Em seu livro A Era da Turbulência, Alan Greenspan dedica dois capítulos a uma defesa direta do modelo capitalista de mercado. Ele afirma que desde cedo, em sua carreira profissional, se deu conta da importância da competição nos negócios, “como indutor básico do crescimento econômico e da melhoria do padrão de vida”. Para Greenspan, os dados geralmente apontam para três importantes características gerais que influenciam o crescimento global: a extensão da competição interna e da abertura do país para o comércio; a qualidade das instituições do país, que contribuem para o funcionamento da economia; e o sucesso de seus formuladores de políticas na implementação das medidas necessárias à estabilidade macroeconômica.

A garantia do direito de propriedade pelo Estado é considerada por Greenspan “a principal instituição promotora do crescimento”, pois, “sem essa certeza, de pouco adiantariam o livre comércio, os enormes benefícios da competição e as vantagens comparativas”. A explicação é óbvia: “As pessoas, em geral, não se esforçarão para acumular o capital necessário ao desenvolvimento econômico se não tiverem certeza de sua propriedade”. Se o governo pode, de maneira arbitrária, confiscar os bens, o valor do direito de propriedade é muito baixo. Sob o medo constante de expropriação, o esforço despendido para melhorar a propriedade é bem menor. A importância do direito de propriedade privada bem definido fica bem clara quando analisamos o que ocorreu na URSS: “Estigma extremamente comprometedor para o planejamento central da União Soviética era o fato de grande parte de suas colheitas ser oriunda de terras privadas que representavam apenas pequena fração das terras cultiváveis”.
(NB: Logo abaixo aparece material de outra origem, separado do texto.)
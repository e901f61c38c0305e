//! # Approvalflow
//!
//! A multi-stage approval workflow engine for business entities such as
//! change orders, controlled documents and part releases.
//!
//! Approvalflow provides:
//!
//! - **Definitions**: reusable templates of ordered stages, each with its own
//!   approvers and aggregation policy (`all`, `any`, `majority`, `first`)
//! - **Instances**: one run of a definition against one entity, with an
//!   append-only transition log that replays to the current status
//! - **Delegation and recall**: tasks can be handed over, and initiators can
//!   cancel an in-flight workflow
//! - **Notifications**: workflow events handed to a pluggable sink after
//!   every committed change
//!
//! ## Quick Start
//!
//! ```rust
//! use approvalflow::prelude::*;
//!
//! let engine = WorkflowEngine::in_memory();
//! let instance = engine
//!     .start(StartRequest::new(
//!         DOCUMENT_REVIEW_DEFINITION_ID,
//!         "document",
//!         "doc-7",
//!         "DOC-0007",
//!         "alice",
//!     ))
//!     .unwrap();
//!
//! assert_eq!(instance.status, InstanceStatus::PendingApproval);
//! assert_eq!(engine.tasks_for_role("engineer").unwrap().len(), 1);
//! ```

#![forbid(unsafe_code)]
#![warn(
    clippy::all,
    clippy::pedantic,
    missing_docs,
    rust_2018_idioms
)]
#![allow(
    clippy::module_name_repetitions,
    clippy::must_use_candidate,
    clippy::missing_errors_doc,
    clippy::missing_panics_doc
)]

pub mod config;
pub mod core;
pub mod engine;
pub mod errors;
pub mod events;
pub mod model;
pub mod observability;
pub mod registry;
pub mod store;
pub mod testing;
pub mod utils;

/// Prelude module for convenient imports
pub mod prelude {
    pub use crate::config::EngineConfig;
    pub use crate::core::{
        Aggregation, AssigneeKind, Decision, InstanceStatus, StageKind, TriggerKind,
    };
    pub use crate::engine::{
        DecideRequest, DelegateRequest, EngineBuilder, EscalationCandidate, StartRequest,
        WorkflowEngine,
    };
    pub use crate::errors::{WorkflowError, WorkflowResult};
    pub use crate::events::{
        CollectingEventSink, EventSink, LoggingEventSink, NoOpEventSink, QueuedEventSink,
        WorkflowEvent, WorkflowEventKind,
    };
    pub use crate::model::{Definition, Instance, Stage, Task, Transition};
    pub use crate::registry::{
        DefinitionRegistry, CHANGE_ORDER_DEFINITION_ID, DOCUMENT_REVIEW_DEFINITION_ID,
        PART_RELEASE_DEFINITION_ID,
    };
    pub use crate::store::{InMemoryInstanceStore, InstanceFilter, InstanceStore};
    pub use crate::utils::{Clock, ManualClock, SystemClock};
}
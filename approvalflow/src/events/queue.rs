//! Queued dispatch of events to a downstream sink.

use super::{EventSink, WorkflowEvent};
use async_trait::async_trait;
use std::sync::atomic::{AtomicU64, Ordering};
use std::sync::Arc;
use tokio::sync::mpsc;
use tokio::task::JoinHandle;
use tracing::{debug, warn};

/// Counters for a [`QueuedEventSink`].
#[derive(Debug, Default)]
pub struct DispatchMetrics {
    queued: AtomicU64,
    dropped: AtomicU64,
}

impl DispatchMetrics {
    /// Returns the number of events accepted into the queue.
    #[must_use]
    pub fn queued(&self) -> u64 {
        self.queued.load(Ordering::Relaxed)
    }

    /// Returns the number of events dropped because the queue was full or closed.
    #[must_use]
    pub fn dropped(&self) -> u64 {
        self.dropped.load(Ordering::Relaxed)
    }

    /// Converts metrics to a JSON value.
    #[must_use]
    pub fn to_value(&self) -> serde_json::Value {
        serde_json::json!({
            "queued": self.queued(),
            "dropped": self.dropped(),
        })
    }
}

/// Hands events to a background worker that forwards them downstream.
///
/// `try_emit` never waits: when the bounded queue is full the event is
/// dropped and logged. Dropping the sink closes the queue and lets the worker
/// drain what is left.
pub struct QueuedEventSink {
    tx: mpsc::Sender<WorkflowEvent>,
    capacity: usize,
    metrics: Arc<DispatchMetrics>,
}

impl QueuedEventSink {
    /// Spawns the dispatch worker on the current tokio runtime.
    ///
    /// The returned handle resolves once every sender is gone and the queue
    /// is drained.
    #[must_use]
    pub fn spawn(downstream: Arc<dyn EventSink>, capacity: usize) -> (Arc<Self>, JoinHandle<()>) {
        let capacity = capacity.max(1);
        let (tx, mut rx) = mpsc::channel::<WorkflowEvent>(capacity);

        let handle = tokio::spawn(async move {
            while let Some(event) = rx.recv().await {
                downstream.emit(event).await;
            }
            debug!("Event dispatch queue closed");
        });

        let sink = Arc::new(Self {
            tx,
            capacity,
            metrics: Arc::new(DispatchMetrics::default()),
        });
        (sink, handle)
    }

    /// Returns the number of events waiting in the queue.
    #[must_use]
    pub fn queue_size(&self) -> usize {
        self.capacity - self.tx.capacity()
    }

    /// Returns the dispatch counters.
    #[must_use]
    pub fn metrics(&self) -> &DispatchMetrics {
        &self.metrics
    }
}

impl std::fmt::Debug for QueuedEventSink {
    fn fmt(&self, f: &mut std::fmt::Formatter<'_>) -> std::fmt::Result {
        f.debug_struct("QueuedEventSink")
            .field("capacity", &self.capacity)
            .field("queue_size", &self.queue_size())
            .field("metrics", &self.metrics)
            .finish()
    }
}

#[async_trait]
impl EventSink for QueuedEventSink {
    async fn emit(&self, event: WorkflowEvent) {
        let event_type = event.event_type();
        if self.tx.send(event).await.is_ok() {
            self.metrics.queued.fetch_add(1, Ordering::Relaxed);
        } else {
            self.metrics.dropped.fetch_add(1, Ordering::Relaxed);
            warn!(event_type = %event_type, "Event dropped: dispatch worker stopped");
        }
    }

    fn try_emit(&self, event: WorkflowEvent) {
        let event_type = event.event_type();
        let instance_id = event.instance_id.clone();
        match self.tx.try_send(event) {
            Ok(()) => {
                self.metrics.queued.fetch_add(1, Ordering::Relaxed);
            }
            Err(e) => {
                self.metrics.dropped.fetch_add(1, Ordering::Relaxed);
                warn!(
                    event_type = %event_type,
                    instance_id = %instance_id,
                    queue_size = self.queue_size(),
                    dropped_total = self.metrics.dropped(),
                    "Event dropped: {}", e
                );
            }
        }
    }
}
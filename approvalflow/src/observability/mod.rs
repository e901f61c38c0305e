//! Logging setup and engine spans.
//!
//! The engine logs through `tracing`. Binaries and tests embedding it call
//! [`init_tracing`] once to install a subscriber; the filter comes from
//! `RUST_LOG` and falls back to `approvalflow=info`.

use serde::{Deserialize, Serialize};
use std::fmt;
use std::str::FromStr;
use tracing::Span;
use tracing_subscriber::layer::SubscriberExt;
use tracing_subscriber::util::SubscriberInitExt;
use tracing_subscriber::EnvFilter;

/// Default filter when `RUST_LOG` is unset.
pub const DEFAULT_FILTER: &str = "approvalflow=info";

/// Output format of the log subscriber.
#[derive(Debug, Clone, Copy, Default, PartialEq, Eq, Serialize, Deserialize)]
#[serde(rename_all = "snake_case")]
pub enum LogFormat {
    /// Human-readable lines.
    #[default]
    Text,
    /// One JSON object per line.
    Json,
}

impl fmt::Display for LogFormat {
    fn fmt(&self, f: &mut fmt::Formatter<'_>) -> fmt::Result {
        match self {
            Self::Text => write!(f, "text"),
            Self::Json => write!(f, "json"),
        }
    }
}

impl FromStr for LogFormat {
    type Err = anyhow::Error;

    fn from_str(s: &str) -> Result<Self, Self::Err> {
        match s.to_ascii_lowercase().as_str() {
            "text" | "pretty" => Ok(Self::Text),
            "json" => Ok(Self::Json),
            other => Err(anyhow::anyhow!("unknown log format '{other}'")),
        }
    }
}

/// Installs the global tracing subscriber.
///
/// Fails if a global subscriber is already set.
pub fn init_tracing(format: LogFormat) -> anyhow::Result<()> {
    let filter = EnvFilter::try_from_default_env().unwrap_or_else(|_| EnvFilter::new(DEFAULT_FILTER));
    let registry = tracing_subscriber::registry().with(filter);

    match format {
        LogFormat::Text => registry.with(tracing_subscriber::fmt::layer()).try_init()?,
        LogFormat::Json => registry
            .with(tracing_subscriber::fmt::layer().json())
            .try_init()?,
    }
    Ok(())
}

/// Opens a span for one engine operation on one instance.
#[must_use]
pub fn operation_span(operation: &'static str, instance_id: &str) -> Span {
    tracing::info_span!("workflow", operation, instance_id = %instance_id)
}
Ainda que isso tudo seja evidente para muitos, reside, especialmente nos países mais atrasados, forte resquício da mentalidade contrária ao direito de propriedade privada. “Infelizmente”, diz Greenspan, “a noção de direito de propriedade ainda é fonte de conflitos, sobretudo em sociedades que questionam a moralidade da busca de lucro”. O direito de propriedade “não é defensável em sociedades que ainda mantenham qualquer resíduo significativo do conceito marxista de que propriedade é ‘roubo’”. Greenspan conclui de forma objetiva: “A premissa do direito de propriedade e da legalidade de sua transferência deve estar profundamente imbuída na cultura da sociedade para o funcionamento eficaz das economias de livre mercado”.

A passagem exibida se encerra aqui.